Stored data entries =
%%

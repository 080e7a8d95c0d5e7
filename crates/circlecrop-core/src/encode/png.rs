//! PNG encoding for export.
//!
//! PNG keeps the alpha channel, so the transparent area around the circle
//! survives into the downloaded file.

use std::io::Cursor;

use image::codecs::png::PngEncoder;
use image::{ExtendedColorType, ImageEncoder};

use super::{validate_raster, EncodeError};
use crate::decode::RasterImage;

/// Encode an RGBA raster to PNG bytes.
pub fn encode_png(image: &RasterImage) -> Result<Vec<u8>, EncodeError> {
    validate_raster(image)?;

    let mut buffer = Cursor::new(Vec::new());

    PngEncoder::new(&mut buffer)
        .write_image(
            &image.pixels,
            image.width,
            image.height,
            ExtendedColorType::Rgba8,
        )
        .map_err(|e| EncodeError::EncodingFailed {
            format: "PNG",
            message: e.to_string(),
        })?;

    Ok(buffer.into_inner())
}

%%

Make an exact copy of every line from the one with "filename crates/circlecrop-core/src/encode/png.rs" to the end of the data, with the first and last of those lines included.

filename crates/circlecrop-core/src/encode/png.rs
//! PNG encoding for export.
//!
//! PNG keeps the alpha channel, so the transparent area around the circle
//! survives into the downloaded file.

use std::io::Cursor;

use image::codecs::png::PngEncoder;
use image::{ExtendedColorType, ImageEncoder};

use super::{validate_raster, EncodeError};
use crate::decode::RasterImage;

/// Encode an RGBA raster to PNG bytes.
pub fn encode_png(image: &RasterImage) -> Result<Vec<u8>, EncodeError> {
    validate_raster(image)?;

    let mut buffer = Cursor::new(Vec::new());

    PngEncoder::new(&mut buffer)
        .write_image(
            &image.pixels,
            image.width,
            image.height,
            ExtendedColorType::Rgba8,
        )
        .map_err(|e| EncodeError::EncodingFailed {
            format: "PNG",
            message: e.to_string(),
        })?;

    Ok(buffer.into_inner())
}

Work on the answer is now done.